Systemic mastocytosis (SM) is a myeloproliferative disorder characterized by increased numbers of abnormal mast cells that form aggregates in various tissues. Symptoms are related to dysregulated mast cell activation and organ dysfunction. We report a case of SM where the initial single complaint was weight loss with increased alkaline phosphatase (ALP) and gamma glutamyltransferase (GGT). A 64 year-old-man presented for evaluation of weight loss and increased ALP and GGT (Table 1). CT revealed mesenteric and retroperitoneal lymphadenopathy and PET showed mildly increased activity in the nodes. Endoscopic ultrasound demonstrated hypoechoic lymph nodes up to 32 mm in size. Fine needle aspiration revealed lymphocytes, histiocytes, mixed inflammatory cells, but no evidence of lymphoma.

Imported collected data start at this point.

//! Action kinds and the permission-gated action list.

use std::fmt;
use std::rc::Rc;

use tracing::trace;

use crate::identity::UserId;
use crate::message::ChatMessage;

/// Zero-argument callback run when an action is chosen.
pub type ActionHandler = Rc<dyn Fn()>;

/// Every action the message sheet can offer.
#[derive(Clone, Copy, Debug, PartialEq, Eq, Hash)]
pub enum MessageActionKind {
    /// Dismiss without doing anything.
    Cancel,
    Edit,
    Delete,
    Copy,
    /// Open the message's thread.
    Reply,
}

impl MessageActionKind {
    /// Stable string id, unique among the kinds.
    pub fn id(&self) -> &'static str {
        match self {
            MessageActionKind::Cancel => "cancel",
            MessageActionKind::Edit => "edit",
            MessageActionKind::Delete => "delete",
            MessageActionKind::Copy => "copy",
            MessageActionKind::Reply => "reply",
        }
    }

    pub fn title(&self) -> &'static str {
        match self {
            MessageActionKind::Cancel => "Cancel",
            MessageActionKind::Edit => "Edit Message",
            MessageActionKind::Delete => "Delete message",
            MessageActionKind::Copy => "Copy Text",
            MessageActionKind::Reply => "Reply in Thread",
        }
    }

    pub fn icon(&self) -> ActionIcon {
        match self {
            MessageActionKind::Cancel => ActionIcon::Drafts,
            MessageActionKind::Edit => ActionIcon::EditText,
            MessageActionKind::Delete => ActionIcon::DeleteText,
            MessageActionKind::Copy => ActionIcon::CopyText,
            MessageActionKind::Reply => ActionIcon::Threads,
        }
    }

    /// Rendered in the destructive color.
    pub fn is_destructive(&self) -> bool {
        matches!(self, MessageActionKind::Delete)
    }

    pub fn from_id(id: &str) -> Option<Self> {
        Self::all().iter().copied().find(|kind| kind.id() == id)
    }

    pub fn all() -> &'static [MessageActionKind] {
        &[
            MessageActionKind::Cancel,
            MessageActionKind::Edit,
            MessageActionKind::Delete,
            MessageActionKind::Copy,
            MessageActionKind::Reply,
        ]
    }
}

impl fmt::Display for MessageActionKind {
    fn fmt(&self, f: &mut fmt::Formatter<'_>) -> fmt::Result {
        f.write_str(self.id())
    }
}

/// Icon shown next to an action title.
#[derive(Clone, Copy, Debug, PartialEq, Eq)]
pub enum ActionIcon {
    Drafts,
    EditText,
    DeleteText,
    CopyText,
    Threads,
}

impl ActionIcon {
    /// Icon identifier, also used as the CSS class suffix.
    pub fn name(&self) -> &'static str {
        match self {
            ActionIcon::Drafts => "drafts",
            ActionIcon::EditText => "edit-text",
            ActionIcon::DeleteText => "delete-text",
            ActionIcon::CopyText => "copy-text",
            ActionIcon::Threads => "threads",
        }
    }

    /// Text fallback drawn when no icon font is loaded.
    pub fn glyph(&self) -> &'static str {
        match self {
            ActionIcon::Drafts => "\u{2715}",
            ActionIcon::EditText => "\u{270e}",
            ActionIcon::DeleteText => "\u{1f5d1}",
            ActionIcon::CopyText => "\u{2398}",
            ActionIcon::Threads => "\u{1f4ac}",
        }
    }
}

/// One selectable entry of the sheet.
#[derive(Clone)]
pub struct ActionItem {
    kind: MessageActionKind,
    handler: Option<ActionHandler>,
}

impl ActionItem {
    pub fn new(kind: MessageActionKind, handler: Option<ActionHandler>) -> Self {
        Self { kind, handler }
    }

    pub fn kind(&self) -> MessageActionKind {
        self.kind
    }

    pub fn title(&self) -> &'static str {
        self.kind.title()
    }

    pub fn icon(&self) -> ActionIcon {
        self.kind.icon()
    }

    pub fn has_handler(&self) -> bool {
        self.handler.is_some()
    }

    /// Run the handler, if any. Returns whether one ran.
    pub fn run(&self) -> bool {
        match &self.handler {
            Some(handler) => {
                handler();
                true
            }
            None => false,
        }
    }
}

impl fmt::Debug for ActionItem {
    fn fmt(&self, f: &mut fmt::Formatter<'_>) -> fmt::Result {
        f.debug_struct("ActionItem")
            .field("kind", &self.kind)
            .field("has_handler", &self.has_handler())
            .finish()
    }
}

/// Host callbacks the sheet delegates to.
#[derive(Clone, Default)]
pub struct ActionCallbacks {
    pub on_edit: Option<ActionHandler>,
    pub on_delete: Option<ActionHandler>,
    pub on_open_thread: Option<ActionHandler>,
}

impl ActionCallbacks {
    pub fn new() -> Self {
        Self::default()
    }

    pub fn with_edit(mut self, handler: impl Fn() + 'static) -> Self {
        self.on_edit = Some(Rc::new(handler));
        self
    }

    pub fn with_delete(mut self, handler: impl Fn() + 'static) -> Self {
        self.on_delete = Some(Rc::new(handler));
        self
    }

    pub fn with_open_thread(mut self, handler: impl Fn() + 'static) -> Self {
        self.on_open_thread = Some(Rc::new(handler));
        self
    }
}

impl fmt::Debug for ActionCallbacks {
    fn fmt(&self, f: &mut fmt::Formatter<'_>) -> fmt::Result {
        f.debug_struct("ActionCallbacks")
            .field("on_edit", &self.on_edit.is_some())
            .field("on_delete", &self.on_delete.is_some())
            .field("on_open_thread", &self.on_open_thread.is_some())
            .finish()
    }
}

/// Ordered actions for one render of the sheet.
///
/// Index 0 is always [`MessageActionKind::Cancel`], and kinds never repeat.
#[derive(Clone, Debug)]
pub struct ActionList {
    items: Vec<ActionItem>,
}

impl ActionList {
    pub fn items(&self) -> &[ActionItem] {
        &self.items
    }

    pub fn len(&self) -> usize {
        self.items.len()
    }

    pub fn is_empty(&self) -> bool {
        self.items.is_empty()
    }

    pub fn get(&self, index: usize) -> Option<&ActionItem> {
        self.items.get(index)
    }

    pub fn find(&self, kind: MessageActionKind) -> Option<&ActionItem> {
        self.items.iter().find(|item| item.kind == kind)
    }

    pub fn position(&self, kind: MessageActionKind) -> Option<usize> {
        self.items.iter().position(|item| item.kind == kind)
    }

    pub fn contains(&self, kind: MessageActionKind) -> bool {
        self.find(kind).is_some()
    }

    pub fn kinds(&self) -> Vec<MessageActionKind> {
        self.items.iter().map(ActionItem::kind).collect()
    }

    pub fn titles(&self) -> Vec<&'static str> {
        self.items.iter().map(ActionItem::title).collect()
    }

    /// Everything except the leading cancel entry.
    pub fn selectable(&self) -> &[ActionItem] {
        &self.items[1..]
    }
}

/// Build the actions offered for `message` to `current_user_id`.
///
/// Cancel comes first; Edit and Delete follow only for the message's author;
/// Copy Text and Reply in Thread close the list. Copy Text has no handler.
pub fn build_actions(
    message: &ChatMessage,
    current_user_id: &UserId,
    callbacks: &ActionCallbacks,
) -> ActionList {
    let mut items = Vec::with_capacity(5);
    items.push(ActionItem::new(MessageActionKind::Cancel, None));

    let is_author = message.is_authored_by(current_user_id);
    if is_author {
        items.push(ActionItem::new(MessageActionKind::Edit, callbacks.on_edit.clone()));
        items.push(ActionItem::new(MessageActionKind::Delete, callbacks.on_delete.clone()));
    }

    items.push(ActionItem::new(MessageActionKind::Copy, None));
    items.push(ActionItem::new(
        MessageActionKind::Reply,
        callbacks.on_open_thread.clone(),
    ));

    trace!(
        message_id = %message.id,
        is_author,
        count = items.len(),
        "built message actions"
    );

    ActionList { items }
}

#[cfg(test)]
mod tests {
    use std::cell::Cell;

    use super::*;
    use crate::message::Author;

    fn message_by(author: &str) -> ChatMessage {
        ChatMessage::new("m1", Author::new(author, author), "hi")
    }

    #[test]
    fn test_kind_ids_round_trip() {
        for kind in MessageActionKind::all() {
            assert_eq!(MessageActionKind::from_id(kind.id()), Some(*kind));
        }
        assert_eq!(MessageActionKind::from_id("pin"), None);
    }

    #[test]
    fn test_only_delete_is_destructive() {
        let destructive: Vec<_> = MessageActionKind::all()
            .iter()
            .filter(|kind| kind.is_destructive())
            .collect();
        assert_eq!(destructive, [&MessageActionKind::Delete]);
    }

    #[test]
    fn test_icons_match_kinds() {
        assert_eq!(MessageActionKind::Cancel.icon().name(), "drafts");
        assert_eq!(MessageActionKind::Edit.icon().name(), "edit-text");
        assert_eq!(MessageActionKind::Delete.icon().name(), "delete-text");
        assert_eq!(MessageActionKind::Copy.icon().name(), "copy-text");
        assert_eq!(MessageActionKind::Reply.icon().name(), "threads");
    }

    #[test]
    fn test_author_gets_five_items() {
        let list = build_actions(&message_by("u1"), &UserId::from("u1"), &ActionCallbacks::new());
        assert_eq!(
            list.kinds(),
            [
                MessageActionKind::Cancel,
                MessageActionKind::Edit,
                MessageActionKind::Delete,
                MessageActionKind::Copy,
                MessageActionKind::Reply,
            ]
        );
    }

    #[test]
    fn test_other_user_gets_three_items() {
        let list = build_actions(&message_by("u2"), &UserId::from("u1"), &ActionCallbacks::new());
        assert_eq!(list.titles(), ["Cancel", "Copy Text", "Reply in Thread"]);
        assert_eq!(list.selectable().len(), 2);
    }

    #[test]
    fn test_placeholders_have_no_handler() {
        let callbacks = ActionCallbacks::new()
            .with_edit(|| {})
            .with_delete(|| {})
            .with_open_thread(|| {});
        let list = build_actions(&message_by("u1"), &UserId::from("u1"), &callbacks);
        assert!(!list.find(MessageActionKind::Cancel).unwrap().has_handler());
        assert!(!list.find(MessageActionKind::Copy).unwrap().has_handler());
        assert!(list.find(MessageActionKind::Edit).unwrap().has_handler());
        assert!(list.find(MessageActionKind::Reply).unwrap().has_handler());
    }

    #[test]
    fn test_building_runs_no_callbacks() {
        let calls = Rc::new(Cell::new(0));
        let (a, b, c) = (calls.clone(), calls.clone(), calls.clone());
        let callbacks = ActionCallbacks::new()
            .with_edit(move || a.set(a.get() + 1))
            .with_delete(move || b.set(b.get() + 1))
            .with_open_thread(move || c.set(c.get() + 1));
        let _ = build_actions(&message_by("u1"), &UserId::from("u1"), &callbacks);
        assert_eq!(calls.get(), 0);
    }

    #[test]
    fn test_run_reports_whether_handler_ran() {
        let hits = Rc::new(Cell::new(0));
        let counter = hits.clone();
        let item = ActionItem::new(
            MessageActionKind::Reply,
            Some(Rc::new(move || counter.set(counter.get() + 1))),
        );
        assert!(item.run());
        assert!(!ActionItem::new(MessageActionKind::Copy, None).run());
        assert_eq!(hits.get(), 1);
    }
}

The patient developed abdominal pain and palpable hepatomegaly with rising ALP and GGT which prompted a liver biopsy. Biopsy showed portal and lobular aggregates of spindle cells with admixed histiocytes, eosinophils and lymphocytes. The spindled cells stained strongly positive for CD117 indicating mast cells. An elevated serum tryptase and bone marrow biopsy showing multifocal mast cell aggregates with D816V mutated KIT confirmed the diagnosis of SM; specifically, aggressive SM (ASM), due to his liver dysfunction and weight loss, likely secondary to malabsorption from gastrointestinal involvement. Midostaurin was selected as first line treatment. The patient developed significant toxicity on midostaurin, including neutropenic fever and persistent QTc prolongation, and treatment was discontinued. Second-line therapy with cladribine was declined due to risks outweighing potential benefits. The patient expired one month after treatment cessation. ASM is associated with various organopathies and therefore a wide range of clinical manifestations. Malabsorption and lymphadenopathy are both uncommon presentations of ASM1, but were the only presenting symptoms in this patient. Since there were no other indications of SM, no clear direction was provided for workup which increased the time to diagnosis. The delay in treatment initiation in this case demonstrates the implications of the broad clinical spectrum of SM and the potential for rapid progression despite a limited clinical presentation.